** STORED DATA follows **

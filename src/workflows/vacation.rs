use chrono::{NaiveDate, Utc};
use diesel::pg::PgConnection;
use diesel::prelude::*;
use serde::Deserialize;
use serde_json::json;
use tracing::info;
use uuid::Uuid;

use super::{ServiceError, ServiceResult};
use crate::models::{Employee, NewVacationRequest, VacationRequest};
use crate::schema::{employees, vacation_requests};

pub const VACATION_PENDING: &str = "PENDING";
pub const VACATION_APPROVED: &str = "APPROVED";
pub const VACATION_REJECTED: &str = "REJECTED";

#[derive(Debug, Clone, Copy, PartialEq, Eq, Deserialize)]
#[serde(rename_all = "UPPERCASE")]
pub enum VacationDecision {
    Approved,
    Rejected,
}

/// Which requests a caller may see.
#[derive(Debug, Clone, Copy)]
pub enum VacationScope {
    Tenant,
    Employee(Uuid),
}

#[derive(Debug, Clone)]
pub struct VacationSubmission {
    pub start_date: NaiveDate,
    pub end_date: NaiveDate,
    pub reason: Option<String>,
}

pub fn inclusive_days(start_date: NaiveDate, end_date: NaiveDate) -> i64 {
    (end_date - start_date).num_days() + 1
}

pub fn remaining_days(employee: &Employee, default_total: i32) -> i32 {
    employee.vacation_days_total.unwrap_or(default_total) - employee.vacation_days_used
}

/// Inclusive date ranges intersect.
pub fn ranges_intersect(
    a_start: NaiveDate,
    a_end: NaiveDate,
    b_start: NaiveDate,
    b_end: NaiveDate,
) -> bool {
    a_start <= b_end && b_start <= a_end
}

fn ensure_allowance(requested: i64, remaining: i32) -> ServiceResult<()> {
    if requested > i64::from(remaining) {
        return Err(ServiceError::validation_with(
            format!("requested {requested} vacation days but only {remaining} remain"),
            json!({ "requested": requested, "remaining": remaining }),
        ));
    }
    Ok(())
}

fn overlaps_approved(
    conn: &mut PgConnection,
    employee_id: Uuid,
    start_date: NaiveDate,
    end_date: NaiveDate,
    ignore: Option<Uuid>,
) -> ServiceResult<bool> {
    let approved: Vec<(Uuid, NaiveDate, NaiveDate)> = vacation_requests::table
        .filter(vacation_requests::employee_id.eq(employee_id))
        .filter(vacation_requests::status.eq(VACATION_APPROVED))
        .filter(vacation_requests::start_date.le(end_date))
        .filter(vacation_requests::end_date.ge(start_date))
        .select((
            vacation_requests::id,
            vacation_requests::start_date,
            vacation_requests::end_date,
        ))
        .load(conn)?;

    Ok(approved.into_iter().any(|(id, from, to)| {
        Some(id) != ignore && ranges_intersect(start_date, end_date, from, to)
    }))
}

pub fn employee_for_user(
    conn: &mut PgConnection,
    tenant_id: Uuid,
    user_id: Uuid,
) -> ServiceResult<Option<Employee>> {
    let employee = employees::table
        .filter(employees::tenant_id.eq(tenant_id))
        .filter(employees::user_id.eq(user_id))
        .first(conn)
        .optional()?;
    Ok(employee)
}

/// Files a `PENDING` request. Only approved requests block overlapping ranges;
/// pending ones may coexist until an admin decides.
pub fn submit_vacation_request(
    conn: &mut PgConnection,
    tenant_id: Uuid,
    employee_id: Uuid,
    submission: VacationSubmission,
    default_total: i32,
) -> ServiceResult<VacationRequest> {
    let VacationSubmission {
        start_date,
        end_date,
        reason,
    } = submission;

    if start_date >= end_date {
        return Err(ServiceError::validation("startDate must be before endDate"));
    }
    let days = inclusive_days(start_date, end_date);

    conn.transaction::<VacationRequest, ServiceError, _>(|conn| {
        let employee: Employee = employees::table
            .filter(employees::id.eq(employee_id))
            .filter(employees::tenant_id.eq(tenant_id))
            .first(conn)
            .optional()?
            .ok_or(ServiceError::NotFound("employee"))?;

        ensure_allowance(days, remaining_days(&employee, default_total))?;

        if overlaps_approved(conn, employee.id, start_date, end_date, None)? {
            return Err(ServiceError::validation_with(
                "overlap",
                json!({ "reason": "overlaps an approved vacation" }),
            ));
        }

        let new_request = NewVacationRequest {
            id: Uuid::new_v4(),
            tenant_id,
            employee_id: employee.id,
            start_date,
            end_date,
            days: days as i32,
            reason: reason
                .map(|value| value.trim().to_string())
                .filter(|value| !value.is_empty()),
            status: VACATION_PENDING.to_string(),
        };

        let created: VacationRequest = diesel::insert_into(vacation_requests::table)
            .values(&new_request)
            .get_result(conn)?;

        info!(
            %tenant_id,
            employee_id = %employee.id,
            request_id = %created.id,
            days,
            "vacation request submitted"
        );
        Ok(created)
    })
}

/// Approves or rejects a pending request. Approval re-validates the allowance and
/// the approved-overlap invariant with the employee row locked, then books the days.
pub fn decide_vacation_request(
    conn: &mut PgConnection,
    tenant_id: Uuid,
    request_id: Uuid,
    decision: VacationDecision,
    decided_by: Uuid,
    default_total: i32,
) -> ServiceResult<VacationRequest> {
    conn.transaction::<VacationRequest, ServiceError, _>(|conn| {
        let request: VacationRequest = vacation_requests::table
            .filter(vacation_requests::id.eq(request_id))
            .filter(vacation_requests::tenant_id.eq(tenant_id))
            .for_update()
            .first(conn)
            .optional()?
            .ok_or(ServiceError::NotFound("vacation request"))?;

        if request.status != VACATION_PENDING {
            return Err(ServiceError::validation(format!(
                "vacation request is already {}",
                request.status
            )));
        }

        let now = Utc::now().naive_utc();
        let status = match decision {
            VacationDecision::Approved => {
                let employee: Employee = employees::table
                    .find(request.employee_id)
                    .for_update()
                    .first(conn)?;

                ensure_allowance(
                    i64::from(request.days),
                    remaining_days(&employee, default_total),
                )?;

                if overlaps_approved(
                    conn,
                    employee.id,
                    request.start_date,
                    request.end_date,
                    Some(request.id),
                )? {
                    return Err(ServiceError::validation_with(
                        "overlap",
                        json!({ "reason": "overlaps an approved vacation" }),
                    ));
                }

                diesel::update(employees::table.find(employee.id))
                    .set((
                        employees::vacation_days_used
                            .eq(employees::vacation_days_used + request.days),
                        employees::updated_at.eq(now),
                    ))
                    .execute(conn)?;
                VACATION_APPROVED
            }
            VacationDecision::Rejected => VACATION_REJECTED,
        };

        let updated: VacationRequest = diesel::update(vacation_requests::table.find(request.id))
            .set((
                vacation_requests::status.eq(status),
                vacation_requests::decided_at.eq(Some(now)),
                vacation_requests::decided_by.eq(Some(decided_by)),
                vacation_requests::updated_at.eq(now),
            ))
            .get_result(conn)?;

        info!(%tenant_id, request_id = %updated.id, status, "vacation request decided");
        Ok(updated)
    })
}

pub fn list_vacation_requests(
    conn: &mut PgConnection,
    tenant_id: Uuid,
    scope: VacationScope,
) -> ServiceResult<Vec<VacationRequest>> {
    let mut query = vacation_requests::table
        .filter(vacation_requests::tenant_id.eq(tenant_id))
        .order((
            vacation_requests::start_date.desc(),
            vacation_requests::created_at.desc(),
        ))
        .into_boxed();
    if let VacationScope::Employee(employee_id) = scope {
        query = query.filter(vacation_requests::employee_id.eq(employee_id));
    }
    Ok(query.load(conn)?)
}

** End of STORED DATA **

**EXERCISE DETAILS**
Note how many lines in the material contain the string "derive", and give that number alone.

**ANSWER SECTION**
3